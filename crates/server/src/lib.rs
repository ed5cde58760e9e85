//! HTTP API for Loan QA.
//!
//! # Endpoints
//!
//! | Method | Path | Description |
//! |--------|------|-------------|
//! | `POST` | `/chat` | Answer `{"message": ...}`; returns `{"response", "query"}` |
//! | `GET`  | `/health` | Liveness check |
//!
//! Errors are returned as `{"error": "<message>"}`. A missing or malformed
//! `message` is a 400. A failed text-generation call is rendered according to
//! [`GenerationErrorPolicy`]; anything else is a 500 with the detail logged.
//!
//! All origins, methods, and headers are permitted.

use axum::{
    extract::{rejection::JsonRejection, State},
    http::StatusCode,
    response::{IntoResponse, Response},
    routing::{get, post},
    Json, Router,
};
use loanqa_core::{AppError, AppResult, GenerationErrorPolicy};
use loanqa_knowledge::RagSystem;
use serde::{Deserialize, Serialize};
use std::sync::Arc;
use tower_http::cors::{Any, CorsLayer};
use tower_http::trace::TraceLayer;

/// Prefix of the answer text when generation fails under the `answer` policy.
pub const GENERATION_ERROR_PREFIX: &str = "Error generating response: ";

/// Shared state passed to all route handlers.
#[derive(Clone)]
pub struct AppState {
    /// The answering pipeline, built once at startup.
    pub rag: Arc<RagSystem>,

    /// How generation failures reach the caller.
    pub generation_errors: GenerationErrorPolicy,
}

impl AppState {
    pub fn new(rag: Arc<RagSystem>, generation_errors: GenerationErrorPolicy) -> Self {
        Self {
            rag,
            generation_errors,
        }
    }
}

/// Build the router with CORS and request tracing.
pub fn router(state: AppState) -> Router {
    let cors = CorsLayer::new()
        .allow_origin(Any)
        .allow_methods(Any)
        .allow_headers(Any);

    Router::new()
        .route("/chat", post(handle_chat))
        .route("/health", get(handle_health))
        .layer(cors)
        .layer(TraceLayer::new_for_http())
        .with_state(state)
}

/// Bind and serve until Ctrl-C.
pub async fn serve(bind: &str, state: AppState) -> AppResult<()> {
    let app = router(state);

    let listener = tokio::net::TcpListener::bind(bind).await.map_err(|e| {
        AppError::Io(std::io::Error::new(
            e.kind(),
            format!("Failed to bind {}: {}", bind, e),
        ))
    })?;

    tracing::info!("Loan QA server listening on http://{}", bind);

    axum::serve(listener, app)
        .with_graceful_shutdown(shutdown_signal())
        .await?;

    tracing::info!("Server stopped");
    Ok(())
}

async fn shutdown_signal() {
    if let Err(e) = tokio::signal::ctrl_c().await {
        tracing::warn!("Failed to listen for shutdown signal: {}", e);
        std::future::pending::<()>().await;
    }
}

// ============ Error response ============

#[derive(Serialize)]
struct ErrorBody {
    error: String,
}

/// An error rendered as an HTTP response.
#[derive(Debug)]
pub struct ApiError {
    status: StatusCode,
    message: String,
}

impl ApiError {
    fn new(status: StatusCode, message: impl Into<String>) -> Self {
        Self {
            status,
            message: message.into(),
        }
    }

    fn message_required() -> Self {
        Self::new(StatusCode::BAD_REQUEST, "Message is required")
    }

    fn generation_failed() -> Self {
        Self::new(StatusCode::BAD_GATEWAY, "Text generation failed")
    }

    fn internal() -> Self {
        Self::new(StatusCode::INTERNAL_SERVER_ERROR, "Internal server error")
    }
}

impl IntoResponse for ApiError {
    fn into_response(self) -> Response {
        (
            self.status,
            Json(ErrorBody {
                error: self.message,
            }),
        )
            .into_response()
    }
}

// ============ POST /chat ============

#[derive(Debug, Deserialize)]
struct ChatRequest {
    #[serde(default)]
    message: Option<String>,
}

/// JSON response body for `POST /chat`.
#[derive(Debug, Serialize)]
pub struct ChatResponse {
    pub response: String,
    pub query: String,
}

async fn handle_chat(
    State(state): State<AppState>,
    payload: Result<Json<ChatRequest>, JsonRejection>,
) -> Result<Json<ChatResponse>, ApiError> {
    let message = match payload {
        Ok(Json(ChatRequest {
            message: Some(message),
        })) => message,
        Ok(_) => {
            tracing::debug!("Rejected chat request without a message");
            return Err(ApiError::message_required());
        }
        Err(rejection) => {
            tracing::debug!("Rejected chat request: {}", rejection.body_text());
            return Err(ApiError::message_required());
        }
    };

    tracing::info!("Chat request ({} chars)", message.chars().count());

    match state.rag.ask(&message).await {
        Ok(result) => Ok(Json(ChatResponse {
            response: result.answer.text,
            query: result.query,
        })),
        Err(AppError::Generation(detail)) => match state.generation_errors {
            GenerationErrorPolicy::Answer => {
                tracing::warn!("Text generation failed: {}", detail);
                Ok(Json(ChatResponse {
                    response: format!("{}{}", GENERATION_ERROR_PREFIX, detail),
                    query: message,
                }))
            }
            GenerationErrorPolicy::Error => {
                tracing::error!("Text generation failed: {}", detail);
                Err(ApiError::generation_failed())
            }
        },
        Err(e) => {
            tracing::error!("Chat request failed: {}", e);
            Err(ApiError::internal())
        }
    }
}

// ============ GET /health ============

#[derive(Serialize)]
struct HealthResponse {
    status: &'static str,
    message: &'static str,
}

async fn handle_health() -> Json<HealthResponse> {
    Json(HealthResponse {
        status: "healthy",
        message: "RAG system is running",
    })
}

= = = = = = =

What to work on ▸
Write out word for word only the lines from the start of the entries down to the line with "pub async fn", please, including both ends.

Answer to this exercise ▸
filename crates/server/src/lib.rs
repository ed5cde58760e9e85
//! HTTP API for Loan QA.
//!
//! # Endpoints
//!
//! | Method | Path | Description |
//! |--------|------|-------------|
//! | `POST` | `/chat` | Answer `{"message": ...}`; returns `{"response", "query"}` |
//! | `GET`  | `/health` | Liveness check |
//!
//! Errors are returned as `{"error": "<message>"}`. A missing or malformed
//! `message` is a 400. A failed text-generation call is rendered according to
//! [`GenerationErrorPolicy`]; anything else is a 500 with the detail logged.
//!
//! All origins, methods, and headers are permitted.

use axum::{
    extract::{rejection::JsonRejection, State},
    http::StatusCode,
    response::{IntoResponse, Response},
    routing::{get, post},
    Json, Router,
};
use loanqa_core::{AppError, AppResult, GenerationErrorPolicy};
use loanqa_knowledge::RagSystem;
use serde::{Deserialize, Serialize};
use std::sync::Arc;
use tower_http::cors::{Any, CorsLayer};
use tower_http::trace::TraceLayer;

/// Prefix of the answer text when generation fails under the `answer` policy.
pub const GENERATION_ERROR_PREFIX: &str = "Error generating response: ";

/// Shared state passed to all route handlers.
#[derive(Clone)]
pub struct AppState {
    /// The answering pipeline, built once at startup.
    pub rag: Arc<RagSystem>,

    /// How generation failures reach the caller.
    pub generation_errors: GenerationErrorPolicy,
}

impl AppState {
    pub fn new(rag: Arc<RagSystem>, generation_errors: GenerationErrorPolicy) -> Self {
        Self {
            rag,
            generation_errors,
        }
    }
}

/// Build the router with CORS and request tracing.
pub fn router(state: AppState) -> Router {
    let cors = CorsLayer::new()
        .allow_origin(Any)
        .allow_methods(Any)
        .allow_headers(Any);

    Router::new()
        .route("/chat", post(handle_chat))
        .route("/health", get(handle_health))
        .layer(cors)
        .layer(TraceLayer::new_for_http())
        .with_state(state)
}

/// Bind and serve until Ctrl-C.
pub async fn serve(bind: &str, state: AppState) -> AppResult<()> {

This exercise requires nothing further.